Nel preciso istante della collisione tra il souvenir meneghino e le labbra del nostro presidente del Consiglio, è iniziato in Italia un processo di modernizzazione. Se qualche anno fa qualcuno avesse ipotizzato una virata delle istituzioni italiane verso la politica cinese del controllo mediatico, sarebbe stato additato come un pazzo o un vecchio catorcio stalinista, portatore di povertà terrore e morte, citando fonti autorevoli del nostro ordinamento statale attuale.
Invece sta succedendo ora, e noi non siamo pronti.

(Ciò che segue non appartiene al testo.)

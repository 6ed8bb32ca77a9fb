//! High-level library API: resolve an extraction request and hand it to an
//! extractor. Prefer these entrypoints over the CLI when embedding docproc.
use std::path::Path;

use tracing::info;

use crate::core::params::ExtractorConfig;
use crate::core::request::ExtractionRequest;
use crate::core::structure::OutputPaths;
use crate::error::Result;
use crate::extractor::{CommandFactory, Extractor, ExtractorFactory};

/// Construct an extractor for `request` and run it once.
pub fn run_extraction<F: ExtractorFactory>(factory: &F, request: ExtractionRequest) -> Result<()> {
    info!(
        "Running extraction for {:?} ({} task(s))",
        request.folder_path,
        request.valid_tasks.len()
    );
    let mut extractor = factory.construct(request)?;
    extractor.run()
}

/// Resolve paths and run the external-program extractor described by `config`.
pub fn extract_with_command(
    folder_path: &Path,
    outputs: &OutputPaths,
    apply_pipeline: bool,
    valid_tasks: Vec<String>,
    config: ExtractorConfig,
) -> Result<()> {
    let request = ExtractionRequest::resolve(folder_path, outputs, apply_pipeline, valid_tasks)?;
    run_extraction(&CommandFactory::new(config), request)
}
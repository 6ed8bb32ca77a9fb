//! `extract_data` CLI entrypoint.
//!
//! Provides a thin wrapper over the `cli` module: parse args, resolve paths,
//! run the extractor, and exit with appropriate status.
//! For programmatic use, prefer the library API (`docproc::api`).

use clap::Parser;

mod cli;

fn main() -> Result<(), Box<dyn std::error::Error>> {
    let args = cli::CliArgs::parse();
    cli::run(args)
}
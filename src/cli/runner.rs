use tracing::{debug, info};
use tracing_subscriber::EnvFilter;

use docproc::{CommandFactory, ExtractionRequest, ExtractorConfig, run_extraction};

use super::args::CliArgs;

fn init_logging() {
    let filter = EnvFilter::try_from_default_env().unwrap_or_else(|_| EnvFilter::new("debug"));
    // Logs go to stderr so stdout stays clean for --print-request.
    let _ = tracing_subscriber::fmt()
        .with_env_filter(filter)
        .with_writer(std::io::stderr)
        .try_init();
}

/// Resolve the folder and output paths given on the command line.
pub fn build_request(args: &CliArgs) -> docproc::Result<ExtractionRequest> {
    ExtractionRequest::resolve(
        &args.folder_path,
        &args.output_paths(),
        args.apply_pipeline(),
        args.valid_tasks.clone(),
    )
}

/// Config file (if any) with command-line overrides applied on top.
pub fn extractor_config(args: &CliArgs) -> docproc::Result<ExtractorConfig> {
    let mut config = match &args.extractor_config {
        Some(path) => {
            debug!("Loading extractor config from {:?}", path);
            ExtractorConfig::from_json_file(path)?
        }
        None => ExtractorConfig::default(),
    };

    if let Some(program) = &args.extractor {
        config.program = program.clone();
    }
    if !args.extractor_args.is_empty() {
        config.args = args.extractor_args.clone();
    }
    config.env.extend(args.extractor_env.iter().cloned());

    Ok(config)
}

pub fn run(args: CliArgs) -> Result<(), Box<dyn std::error::Error>> {
    if args.log {
        init_logging();
    }

    let request = build_request(&args)?;

    if args.print_request {
        println!("{}", serde_json::to_string_pretty(&request)?);
        return Ok(());
    }

    let factory = CommandFactory::new(extractor_config(&args)?);
    run_extraction(&factory, request)?;
    info!("Extraction completed");

    Ok(())
}
pub mod params;
pub mod paths;
pub mod request;
pub mod structure;
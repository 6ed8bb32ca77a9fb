#![doc = r#"
docproc — resolve document extraction paths and hand them to an extractor.

This crate powers the `extract_data` CLI. It turns a source folder, six output
destinations and a list of task names into an absolute, fully-resolved
[`ExtractionRequest`], then constructs an extractor from it and runs it once.
The extraction itself (task semantics, pipeline stages, output formats) lives
in the extractor, not here.

Quick start: run the external-program extractor
-----------------------------------------------
```rust,no_run
use std::path::Path;
use docproc::{extract_with_command, ExtractorConfig, OutputPaths};

fn main() -> docproc::Result<()> {
    let outputs = OutputPaths {
        metadata: "out/meta".into(),
        text: "out/text".into(),
        formulas: "out/formulas".into(),
        figures: "out/figures".into(),
        hierarchy: "out/hierarchy".into(),
        shrinks: "out/shrinks".into(),
    };

    extract_with_command(
        Path::new("./docs"),
        &outputs,
        true,
        vec!["shrinks".to_string(), "figures".to_string()],
        ExtractorConfig::default(),
    )
}
```

Bring your own extractor
------------------------
```rust
use docproc::{Extractor, ExtractorFactory, ExtractionRequest};

struct Echo;

struct EchoRun(ExtractionRequest);

impl Extractor for EchoRun {
    fn run(&mut self) -> docproc::Result<()> {
        println!("{} task(s)", self.0.valid_tasks.len());
        Ok(())
    }
}

impl ExtractorFactory for Echo {
    type Extractor = EchoRun;

    fn construct(&self, request: ExtractionRequest) -> docproc::Result<EchoRun> {
        Ok(EchoRun(request))
    }
}
```

Error handling
--------------
All public functions return `docproc::Result<T>`; match on `docproc::Error` to
tell resolution, configuration and extractor failures apart.

Useful modules
--------------
- [`api`] — high-level entry points.
- [`core`] — path resolution, output structure, request and extractor config.
- [`extractor`] — the extractor traits and the external-program backend.
- [`error`] — crate-level `Error` and `Result`.
"#]

pub mod api;
pub mod core;
pub mod error;
pub mod extractor;
pub mod types;

// Types
pub use crate::core::params::ExtractorConfig;
pub use crate::core::paths::resolve_path;
pub use crate::core::request::ExtractionRequest;
pub use crate::core::structure::{OutputPaths, OutputStructure};
pub use error::{Error, Result};
pub use types::OutputKind;

// Extractors
pub use extractor::{CommandExtractor, CommandFactory, Extractor, ExtractorFactory};

// High-level API re-exports
pub use api::{extract_with_command, run_extraction};
//! Building the outbound reply.

use std::fmt::Write;

use serde::{Deserialize, Serialize};

use crate::address::{normalize_address, strip_scheme};
use crate::collaborators::User;
use crate::document::{CalendarDocument, Method};
use crate::error::{RsvpError, RsvpResult};
use crate::event::{EventComponent, EventTime, ParticipationStatus};
use crate::ics::generate_ics;

/// Subject prefixes per response, e.g. `Accepted` in `Accepted: Standup`.
#[derive(Debug, Clone, PartialEq, Serialize, Deserialize)]
#[serde(default)]
pub struct SubjectLabels {
    pub accepted: String,
    pub declined: String,
    pub tentative: String,
}

impl Default for SubjectLabels {
    fn default() -> Self {
        SubjectLabels {
            accepted: "Accepted".to_string(),
            declined: "Declined".to_string(),
            tentative: "Tentative".to_string(),
        }
    }
}

impl SubjectLabels {
    pub fn prefix(&self, status: ParticipationStatus) -> Option<&str> {
        let label = match status {
            ParticipationStatus::Accepted => &self.accepted,
            ParticipationStatus::Declined => &self.declined,
            ParticipationStatus::Tentative => &self.tentative,
            ParticipationStatus::NeedsAction | ParticipationStatus::Delegated => return None,
        };
        Some(label.as_str()).filter(|l| !l.is_empty())
    }

    /// `<prefix>: <summary>`, or the bare summary when `status` has no label.
    pub fn subject(&self, status: ParticipationStatus, summary: Option<&str>) -> String {
        let summary = summary.unwrap_or_default();
        match self.prefix(status) {
            Some(prefix) => format!("{prefix}: {summary}"),
            None => summary.to_string(),
        }
    }
}

/// Method of the reply: REQUEST becomes REPLY, anything else is kept.
pub fn transition_method(incoming: Option<&Method>) -> Option<Method> {
    match incoming {
        Some(Method::Request) => Some(Method::Reply),
        other => other.cloned(),
    }
}

/// The reply's To address: the component's organizer.
pub fn resolve_recipient(component: &EventComponent) -> RsvpResult<String> {
    component
        .organizer
        .as_ref()
        .map(|o| strip_scheme(&o.email).to_string())
        .filter(|email| !email.is_empty())
        .ok_or_else(|| RsvpError::NoOrganizer(component.uid.clone()))
}

/// Copy of `target` listing only the responder among its attendees.
pub fn reply_component(target: &EventComponent, responder: &str) -> EventComponent {
    let key = normalize_address(responder);
    let mut component = target.clone();
    component.attendees.retain(|a| a.key() == key);
    component
}

/// A reply ready to be handed to a mail transport.
#[derive(Debug, Clone, PartialEq)]
pub struct OutboundReply {
    pub to: String,
    pub subject: String,
    pub method: Option<Method>,
    pub document: CalendarDocument,
}

impl OutboundReply {
    /// Serialized calendar payload.
    pub fn payload(&self) -> RsvpResult<String> {
        generate_ics(&self.document)
    }
}

/// Wrap `component` into a reply addressed to `to`.
pub fn assemble(
    component: EventComponent,
    to: String,
    incoming_method: Option<&Method>,
    status: ParticipationStatus,
    labels: &SubjectLabels,
) -> OutboundReply {
    let method = transition_method(incoming_method);
    let subject = labels.subject(status, component.summary.as_deref());

    OutboundReply {
        to,
        subject,
        document: CalendarDocument::single(method.clone(), component),
        method,
    }
}

/// Short text/html alternative: the subject and the start time, formatted
/// with the user's date and time patterns in the user's timezone.
pub fn html_alternative(reply: &OutboundReply, user: &User) -> String {
    let when = reply
        .document
        .components
        .first()
        .map(|c| format_start(&c.start, user))
        .unwrap_or_default();

    format!(
        "<html><body><p><b>{}</b></p><p>{}</p></body></html>",
        escape_html(&reply.subject),
        escape_html(&when)
    )
}

fn format_start(start: &EventTime, user: &User) -> String {
    let mut out = String::new();
    let written = match start {
        EventTime::Date(date) => write!(out, "{}", date.format(&user.date_format)),
        other => match other.to_utc_in(user.tz()) {
            Some(dt) => {
                let pattern = format!("{} {}", user.date_format, user.time_format);
                write!(out, "{}", dt.with_timezone(&user.tz()).format(&pattern))
            }
            None => Err(std::fmt::Error),
        },
    };

    // Invalid user patterns make chrono's formatter fail
    match written {
        Ok(()) => out,
        Err(_) => start.to_string(),
    }
}

fn escape_html(text: &str) -> String {
    text.replace('&', "&amp;")
        .replace('<', "&lt;")
        .replace('>', "&gt;")
        .replace('"', "&quot;")
}
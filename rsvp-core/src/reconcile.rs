//! Merging an attendee's response into an event component.

use chrono::{DateTime, Utc};
use tracing::{debug, warn};

use crate::address::normalize_address;
use crate::event::{Attendee, EventComponent, ParticipationStatus};

/// Result of [`reconcile`].
#[derive(Debug, Clone, PartialEq)]
pub struct Reconciliation {
    /// False when the responder was not listed and had to be appended
    pub found_existing: bool,
    /// The responder's entry after the merge
    pub attendee: Attendee,
}

/// RESPONDED-AT form: compact ISO basic, UTC.
pub fn responded_at_stamp(now: DateTime<Utc>) -> String {
    now.format("%Y%m%dT%H%M%SZ").to_string()
}

/// Record `status` for `address` on `component`.
///
/// The first attendee whose address normalizes to the same key gets the new
/// PARTSTAT and RESPONDED-AT, and its RSVP flag is cleared. Later duplicates
/// are left as they are. An unlisted responder is appended with
/// `display_name` as CN. LAST-MODIFIED is set to `now` either way.
pub fn reconcile(
    component: &mut EventComponent,
    address: &str,
    status: ParticipationStatus,
    display_name: Option<&str>,
    now: DateTime<Utc>,
) -> Reconciliation {
    let key = normalize_address(address);
    let stamp = responded_at_stamp(now);
    component.last_modified = Some(now);

    let matches = component.attendees.iter().filter(|a| a.key() == key).count();
    if matches > 1 {
        warn!(uid = %component.uid, address = %key, matches, "duplicate attendee entries, updating the first");
    }

    if let Some(existing) = component.attendees.iter_mut().find(|a| a.key() == key) {
        existing.status = Some(status);
        existing.responded_at = Some(stamp);
        existing.rsvp = false;

        debug!(uid = %component.uid, address = %key, %status, "updated attendee status");
        return Reconciliation {
            found_existing: true,
            attendee: existing.clone(),
        };
    }

    let mut attendee = Attendee::new(crate::address::strip_scheme(address));
    attendee.name = display_name.filter(|n| !n.is_empty()).map(str::to_string);
    attendee.status = Some(status);
    attendee.responded_at = Some(stamp);
    component.attendees.push(attendee.clone());

    debug!(uid = %component.uid, address = %key, %status, "added unlisted attendee");
    Reconciliation {
        found_existing: false,
        attendee,
    }
}

/// True when `address` already has `status` on `component`.
///
/// Link-driven responses use this to skip the whole pipeline on repeated
/// clicks.
pub fn status_unchanged(
    component: &EventComponent,
    address: &str,
    status: ParticipationStatus,
) -> bool {
    component.attendee_status(address) == Some(status)
}

/// Copy the PARTSTATs of an inbound REPLY component onto the organizer's
/// stored copy of it.
///
/// Nothing is applied when the reply is for a newer SEQUENCE than the one
/// stored. Only listed attendees are updated; their RESPONDED-AT is the
/// reply's LAST-MODIFIED, or `now` when it has none. Returns the updated
/// addresses.
pub fn apply_reply(
    stored: &mut EventComponent,
    reply: &EventComponent,
    now: DateTime<Utc>,
) -> Vec<String> {
    let (stored_seq, reply_seq) = (stored.sequence.unwrap_or(0), reply.sequence.unwrap_or(0));
    if stored_seq < reply_seq {
        debug!(uid = %stored.uid, stored_seq, reply_seq, "reply to a newer revision, not applied");
        return Vec::new();
    }

    let stamp = responded_at_stamp(reply.last_modified.unwrap_or(now));
    let mut updated = Vec::new();
    for incoming in &reply.attendees {
        let Some(status) = incoming.status else {
            continue;
        };
        let key = incoming.key();
        if let Some(existing) = stored.attendees.iter_mut().find(|a| a.key() == key) {
            existing.status = Some(status);
            existing.responded_at = Some(stamp.clone());
            existing.rsvp = false;
            updated.push(existing.email.clone());
        }
    }
    updated
}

La stretta che il ministro Maroni ha annunciato per “le manifestazioni ed i siti internet” sembrano le dichiarazioni di un funzionario qualsiasi della Repubblica Popolare Cinese.
Suo Huijin, una studentessa di giornalismo della Tsinghua University di Pechino, ha analizzato lo sviluppo di Wikipedia in Cina, intervistando un funzionario delle agenzie di controllo istituite dal governo cinese per monitorare il traffico di dati nel web.
In Cina, Wikipedia subisce un oscuramento a fasi alterne: certe volte l’accesso all’enciclopedia libera è negato direttamente dal server (il famoso messaggio “Pagina non trovata”), mentre altre volte la censura argina solamente alcune voci giudicate dal governo pericolose o eversive.
“Da un lato, Wikipedia è molto importante in termini di diffusione della cultura e della conoscenza tra la popolazione – ha dichiarato a Suo Huijin il funzionario, che ha preferito restare anonimo – d’altro canto questo significa che il mezzo di comunicazione può anche essere usato da piccoli gruppi di elementi anti-cinesi, pubblicando informazioni che potrebbero mettere a repentaglio la sicurezza nazionale, la stabilità sociale e l’unità etnica del Paese”.
Alla domanda “Ma come può Wikipedia mettere in pericolo la sicurezza dello stato?”, l’intervistato ha spiegato:
“Un piccolo gruppo di malintenzionati è più forte di un grande gruppo di benintenzionati. La forza del piccolo gruppo di malintenzionati renderà Wikipedia una piattaforma per la divulgazione di informazioni cattive, capace di mettere a repentaglio lo stato e la stabilità sociale”.
Il paradigma che in Cina giustifica l’oscuramento di Wikipedia, Facebook, Twitter e la censura di migliaia di siti internet sta per essere importato in Italia, un paese vecchio e arretrato nell’alfabetizzazione informatica, un paese che non capisce di cosa si sta parlando, ma ha paura.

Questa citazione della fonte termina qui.